What is being asked
Search the entries below for "always", and copy each line where it appears.

##### Stored data #####

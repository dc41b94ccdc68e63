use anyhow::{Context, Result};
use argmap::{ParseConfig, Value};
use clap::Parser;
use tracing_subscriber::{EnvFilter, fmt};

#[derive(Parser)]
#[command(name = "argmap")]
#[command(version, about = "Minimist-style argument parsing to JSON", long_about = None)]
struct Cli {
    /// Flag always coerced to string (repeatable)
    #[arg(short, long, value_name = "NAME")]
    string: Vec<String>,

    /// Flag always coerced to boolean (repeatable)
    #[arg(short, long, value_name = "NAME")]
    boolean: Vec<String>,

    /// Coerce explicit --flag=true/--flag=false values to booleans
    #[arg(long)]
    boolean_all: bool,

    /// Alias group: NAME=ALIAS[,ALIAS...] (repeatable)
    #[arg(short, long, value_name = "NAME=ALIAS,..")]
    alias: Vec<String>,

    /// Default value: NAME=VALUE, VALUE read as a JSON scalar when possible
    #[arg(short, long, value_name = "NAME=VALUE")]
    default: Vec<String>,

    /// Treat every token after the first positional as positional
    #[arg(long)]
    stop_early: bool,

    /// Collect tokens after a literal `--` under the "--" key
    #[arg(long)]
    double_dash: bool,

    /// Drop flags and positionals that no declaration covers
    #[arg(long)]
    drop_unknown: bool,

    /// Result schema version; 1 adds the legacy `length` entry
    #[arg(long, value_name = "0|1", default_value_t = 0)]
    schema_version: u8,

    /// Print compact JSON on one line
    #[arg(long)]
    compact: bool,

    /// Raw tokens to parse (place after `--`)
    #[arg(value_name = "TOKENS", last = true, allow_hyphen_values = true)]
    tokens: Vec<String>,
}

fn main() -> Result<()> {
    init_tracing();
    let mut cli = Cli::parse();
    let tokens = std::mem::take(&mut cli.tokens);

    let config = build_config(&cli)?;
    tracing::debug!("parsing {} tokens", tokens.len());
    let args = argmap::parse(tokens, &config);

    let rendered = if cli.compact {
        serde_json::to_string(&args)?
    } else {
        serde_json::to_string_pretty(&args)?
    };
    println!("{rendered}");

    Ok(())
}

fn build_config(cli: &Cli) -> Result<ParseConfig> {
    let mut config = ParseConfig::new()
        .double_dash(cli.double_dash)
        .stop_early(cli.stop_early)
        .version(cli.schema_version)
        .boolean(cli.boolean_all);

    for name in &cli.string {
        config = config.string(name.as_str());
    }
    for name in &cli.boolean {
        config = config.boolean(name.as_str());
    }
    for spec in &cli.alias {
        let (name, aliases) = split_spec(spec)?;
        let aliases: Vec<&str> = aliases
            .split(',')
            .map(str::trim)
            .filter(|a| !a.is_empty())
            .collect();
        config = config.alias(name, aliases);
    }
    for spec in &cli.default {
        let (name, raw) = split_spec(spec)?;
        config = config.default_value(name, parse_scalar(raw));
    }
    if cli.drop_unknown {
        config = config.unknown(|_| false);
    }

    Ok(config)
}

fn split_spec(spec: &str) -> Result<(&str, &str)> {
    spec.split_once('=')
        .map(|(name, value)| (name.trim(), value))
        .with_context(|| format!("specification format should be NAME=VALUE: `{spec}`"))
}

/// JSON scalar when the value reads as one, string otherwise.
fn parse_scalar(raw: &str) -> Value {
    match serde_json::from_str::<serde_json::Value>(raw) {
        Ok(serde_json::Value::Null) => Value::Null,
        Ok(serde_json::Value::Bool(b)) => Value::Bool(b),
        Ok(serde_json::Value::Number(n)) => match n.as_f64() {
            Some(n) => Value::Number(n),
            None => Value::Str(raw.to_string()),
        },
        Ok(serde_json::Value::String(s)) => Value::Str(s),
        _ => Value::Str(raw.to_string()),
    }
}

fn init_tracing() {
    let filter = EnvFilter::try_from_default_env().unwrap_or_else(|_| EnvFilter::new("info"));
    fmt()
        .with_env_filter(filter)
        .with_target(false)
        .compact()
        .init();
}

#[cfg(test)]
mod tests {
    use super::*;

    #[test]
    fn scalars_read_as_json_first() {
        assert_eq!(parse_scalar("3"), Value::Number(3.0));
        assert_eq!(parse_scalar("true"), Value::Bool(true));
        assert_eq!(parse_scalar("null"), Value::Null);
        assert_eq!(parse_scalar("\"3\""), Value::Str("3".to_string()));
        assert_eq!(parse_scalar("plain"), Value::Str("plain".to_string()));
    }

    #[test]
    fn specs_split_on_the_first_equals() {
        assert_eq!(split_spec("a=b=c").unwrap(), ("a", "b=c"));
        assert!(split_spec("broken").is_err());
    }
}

#####

Answer to the exercise
    /// Flag always coerced to string (repeatable)
    /// Flag always coerced to boolean (repeatable)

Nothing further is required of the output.